The Time of Death

It’s about time. That phrase has come to our lips more frequently in the last few days than we could ever have imagined. Mom is dying, and as of this writing, my sister and I have accounted for more than 175 combined hours during the past week keeping vigil by her bedside. Mom lost consciousness completely three days ago, and we (along with the entire family) have said “goodbye” in as many ways as we know how. All that is left to do is wait … remind her of our love and how well she did as a mom … and then wait some more. All the while silently whispering, “It’s about time.”

To the outsider, it looks like we are wasting time. We are sitting and reading and talking and writing and moving to the bedside from time to time to see if mom hurts and then remind her once again that she is loved. Sometimes we sit in silence; at other times, we nap. It is time wasted to those who don’t understand, but it is what it means to live in God’s time … especially when the waiting happens in the context of love and faith.
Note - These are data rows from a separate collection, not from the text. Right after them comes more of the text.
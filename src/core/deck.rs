//! The shared 45-card draw pile.
//!
//! Cards never leave the backing array. Instead the array is split into
//! three contiguous ranges that shift as cards move:
//!
//! ```text
//! [0, live_end)              live: can be drawn
//! [live_end, discard_start)  held: sitting in some player's hand
//! [discard_start, 45)        discarded
//! ```
//!
//! Drawing and discarding are swaps across a boundary, so every operation
//! is O(1) apart from the linear searches for a specific card value.

use super::card::{Card, DECK_SIZE};
use super::error::{Result, SorryError};
use super::rng::GameRng;

/// Fixed-capacity deck with live, held and discarded partitions.
#[derive(Clone, Debug)]
pub struct Deck {
    cards: [Card; DECK_SIZE],
    live_end: usize,
    discard_start: usize,
}

impl Default for Deck {
    fn default() -> Self {
        Self::new()
    }
}

impl Deck {
    /// Create a full deck with every card live.
    #[must_use]
    pub fn new() -> Self {
        Self {
            cards: Card::full_deck(),
            live_end: DECK_SIZE,
            discard_start: DECK_SIZE,
        }
    }

    /// Reset to the full composition with nothing held or discarded.
    pub fn initialize(&mut self) {
        *self = Self::new();
    }

    /// Number of live (drawable) cards.
    #[inline]
    #[must_use]
    pub fn size(&self) -> usize {
        self.live_end
    }

    /// Check if no live cards remain.
    #[inline]
    #[must_use]
    pub fn is_empty(&self) -> bool {
        self.live_end == 0
    }

    /// Number of cards currently held in hands.
    #[inline]
    #[must_use]
    pub fn held_count(&self) -> usize {
        self.discard_start - self.live_end
    }

    /// Number of cards in the discard pile.
    #[inline]
    #[must_use]
    pub fn discarded_count(&self) -> usize {
        DECK_SIZE - self.discard_start
    }

    /// How many live copies of `card` remain.
    #[must_use]
    pub fn count_live(&self, card: Card) -> usize {
        self.cards[..self.live_end].iter().filter(|&&c| c == card).count()
    }

    /// Live card counts indexed by [`Card::index`].
    #[must_use]
    pub fn live_counts(&self) -> [u8; Card::ALL.len()] {
        let mut counts = [0u8; Card::ALL.len()];
        for card in &self.cards[..self.live_end] {
            counts[card.index()] += 1;
        }
        counts
    }

    /// Draw a uniformly random live card. The card becomes held.
    pub fn draw_random_card(&mut self, rng: &mut GameRng) -> Result<Card> {
        if self.is_empty() {
            return Err(SorryError::DeckExhausted);
        }
        let index = rng.index_below(self.live_end);
        Ok(self.take_live(index))
    }

    /// Move a specific live card into held, for forcing a known hand.
    pub fn remove_specific_card(&mut self, card: Card) -> Result<()> {
        if self.is_empty() {
            return Err(SorryError::DeckExhausted);
        }
        let index = self.cards[..self.live_end]
            .iter()
            .position(|&c| c == card)
            .ok_or(SorryError::CardNotFound { card })?;
        self.take_live(index);
        Ok(())
    }

    /// Move a held card into the discard pile.
    pub fn discard(&mut self, card: Card) -> Result<()> {
        let offset = self.cards[self.live_end..self.discard_start]
            .iter()
            .position(|&c| c == card)
            .ok_or(SorryError::CardNotFound { card })?;
        self.discard_start -= 1;
        self.cards.swap(self.live_end + offset, self.discard_start);
        Ok(())
    }

    /// Return every discarded card to the live range. Held cards stay held.
    ///
    /// Equivalent to reinitializing the deck and removing every card
    /// currently in a hand.
    pub fn reshuffle(&mut self) {
        let live = self.live_end;
        let held = self.held_count();
        let mut rebuilt = [Card::One; DECK_SIZE];
        rebuilt[..live].copy_from_slice(&self.cards[..live]);
        rebuilt[live..live + self.discarded_count()]
            .copy_from_slice(&self.cards[self.discard_start..]);
        rebuilt[DECK_SIZE - held..].copy_from_slice(&self.cards[self.live_end..self.discard_start]);
        self.cards = rebuilt;
        self.live_end = DECK_SIZE - held;
        self.discard_start = DECK_SIZE;
    }

    fn take_live(&mut self, index: usize) -> Card {
        let card = self.cards[index];
        self.live_end -= 1;
        self.cards.swap(index, self.live_end);
        card
    }
}

/// Two decks are equal when their live multisets match.
impl PartialEq for Deck {
    fn eq(&self, other: &Self) -> bool {
        self.live_end == other.live_end && self.live_counts() == other.live_counts()
    }
}

impl Eq for Deck {}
It’s about time.

Last week, my personal coach, Don Eisenhauer, was here to lead a training on Coaching at End of Life at Wellspring, and it was then that mom first became unresponsive (no, the irony doesn’t escape me). It was during that training that he reminded me what a privilege it is to walk with the dying to the doorway of eternity. It’s an even greater privilege when it is my own mom. And all that is needed is presence … the gift of time spent keeping vigil … spending our time … wasting our time on the sacred. It’s about time.
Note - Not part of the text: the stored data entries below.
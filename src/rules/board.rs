//! Board geometry.
//!
//! Every piece position is stored in its owner's frame:
//!
//! - `0` is start
//! - `1..=60` is the shared loop, with the owner's start exit at square 2
//! - `61..=65` is the owner's private safety zone
//! - `66` is home
//!
//! Moving backward past square 1 wraps to 60. Moving forward past 60 enters
//! the safety zone; there is no forward wrap.
//!
//! Slides belong to the other colors. In any player's frame they begin at
//! 14, 29 and 44 (four squares long) and at 22, 37 and 52 (five squares
//! long). A player's own slides, at 59 and 7, never move them.

use crate::core::PlayerColor;

/// Start square (shared by every piece not yet in play).
pub const START: u8 = 0;

/// Home square (shared by every finished piece).
pub const HOME: u8 = 66;

/// Length of the shared loop.
pub const TRACK_LENGTH: u8 = 60;

/// First square of the private safety zone.
pub const FIRST_SAFETY: u8 = 61;

/// Where a piece leaving start lands.
pub const START_EXIT: u8 = 2;

/// Pieces per player.
pub const PIECES_PER_PLAYER: usize = 4;

/// Cards per hand.
pub const HAND_SIZE: usize = 5;

/// Length of the slide beginning at `pos`, or 0 if `pos` starts no slide.
#[inline]
#[must_use]
pub const fn slide_length(pos: u8) -> u8 {
    match pos {
        14 | 29 | 44 => 4,
        22 | 37 | 52 => 5,
        _ => 0,
    }
}

/// Where a piece landing on `pos` comes to rest.
#[inline]
#[must_use]
pub const fn position_after_slide(pos: u8) -> u8 {
    match slide_length(pos) {
        0 => pos,
        len => pos + len - 1,
    }
}

/// Squares a piece landing on `pos` passes over, including `pos` itself.
///
/// Empty when `pos` starts no slide.
#[inline]
#[must_use]
pub fn slide_squares(pos: u8) -> std::ops::Range<u8> {
    pos..pos + slide_length(pos)
}

/// Normalize a raw destination, wrapping backward moves past square 1.
#[inline]
#[must_use]
pub fn wrap(raw: i16) -> u8 {
    if raw < 1 {
        (raw + TRACK_LENGTH as i16) as u8
    } else {
        raw as u8
    }
}

/// Check if a position is on the shared loop.
#[inline]
#[must_use]
pub const fn is_on_track(pos: u8) -> bool {
    pos >= 1 && pos <= TRACK_LENGTH
}

/// Convert an own-frame position to an absolute loop square.
///
/// Returns `None` for start, safety and home, which no other color can
/// reach.
#[must_use]
pub fn to_track(color: PlayerColor, pos: u8) -> Option<u8> {
    if !is_on_track(pos) {
        return None;
    }
    Some((pos - 1 + color.track_offset()) % TRACK_LENGTH + 1)
}

/// Convert an absolute loop square to `color`'s frame, or `None` if
/// `square` is not in `1..=60`.
#[must_use]
pub fn from_track(color: PlayerColor, square: u8) -> Option<u8> {
    if !is_on_track(square) {
        return None;
    }
    Some((square - 1 + TRACK_LENGTH - color.track_offset()) % TRACK_LENGTH + 1)
}

/// Translate a loop position from one color's frame into another's.
#[must_use]
pub fn translate(from: PlayerColor, to: PlayerColor, pos: u8) -> Option<u8> {
    to_track(from, pos).and_then(|square| from_track(to, square))
}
Of all the gifts with which I have been blessed, there is perhaps none greater than the gift of time. Yet we are not always good stewards of our time. Stop and think about the time we have spent with our families in contrast with the time we have spent with our faces stuck in a screen (and I number among the guilty on that charge) … the time spent holding the hands of those who suffer in contrast with the time we spend gratifying our own desires … the time spent mentoring a child in need in contrast with time spent being “busy” doing “more important things” … or perhaps most significantly, time spent alone with God in contrast to the time we spend chasing after things that might bring momentary joy, yet which have little to do with the eternal. Time is the greatest gift God has given us. When we don’t know what else to give each other, let us not overlook the greatest gift … the gift of our time. It’s about time.

I am blessed by a church family, a tremendous staff and a host of friends who understand the value of my time and that, right now, my time is best used to keep watch … to sit and wait for the inevitability of death. In due time, we will have glimpsed beyond the door of eternity where everything is measured only in God’s time. And then I will have learned once more … it’s about time.

4 thoughts on “The Time of Death

  1. Jeff, I am so sorry! As you know, I’ve been through this. You never get over the loss of your Mom. You owe your Mom the time just as she unselfishly gave to you during your childhood. My prayers are with you & your family.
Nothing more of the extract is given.